A different situation would, however, be presented by any
payments which the broker might make to the customer as a result of
the stock being "marked to the market", since it is assumed that the
customer would repay such funds to tho broker when his stock was returned to him by the broker. Accordingly, such payments to the customer would be subject to the same requirements as those indicated in
the Board's letter of April 3 for payments in connection with an original deposit of the stock.
With respect to stock dividends, the result would depend on
whether the broker delivers to the customer the actual stock dividend,
or cash based on the stock dividend. If stock is delivered, presumably
the customer would not return it to the broker. If this is the case,
it would have the same status as that discussed above in connection with
a premium on the lending of the shares, since section 6(g) allowing 35
days for the payment of cash dividends does not apply to stock dividends.

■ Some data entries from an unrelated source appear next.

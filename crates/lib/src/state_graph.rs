//! # State Graph Export
//!
//! Renders the controller's state machine as a Mermaid `stateDiagram-v2`.

use crate::types::TurnState;

/// The transitions of the controller, in declaration order.
pub fn transitions() -> Vec<(TurnState, TurnState)> {
    TurnState::ALL
        .iter()
        .flat_map(|from| from.successors().iter().map(move |to| (*from, *to)))
        .collect()
}

pub fn to_mermaid() -> String {
    let mut out = String::from("stateDiagram-v2\n");
    out.push_str(&format!("    [*] --> {}\n", TurnState::Classify));
    for (from, to) in transitions() {
        out.push_str(&format!("    {from} --> {to}\n"));
    }
    for terminal in TurnState::ALL.iter().filter(|s| s.is_terminal()) {
        out.push_str(&format!("    {terminal} --> [*]\n"));
    }
    out
}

However, if the broker advances cash to the customer on the basis of the
stock which was received as a dividend and the customer is later to repay such amount and receive the stock, the requirements stated in the
Board's letter of April 3 with respect to the original deposit of stock
would apply.
As the basis for a further question, you state that the customer here involved has not purchased or carried or traded in securities
through the lending broker or to his knowledge within several months.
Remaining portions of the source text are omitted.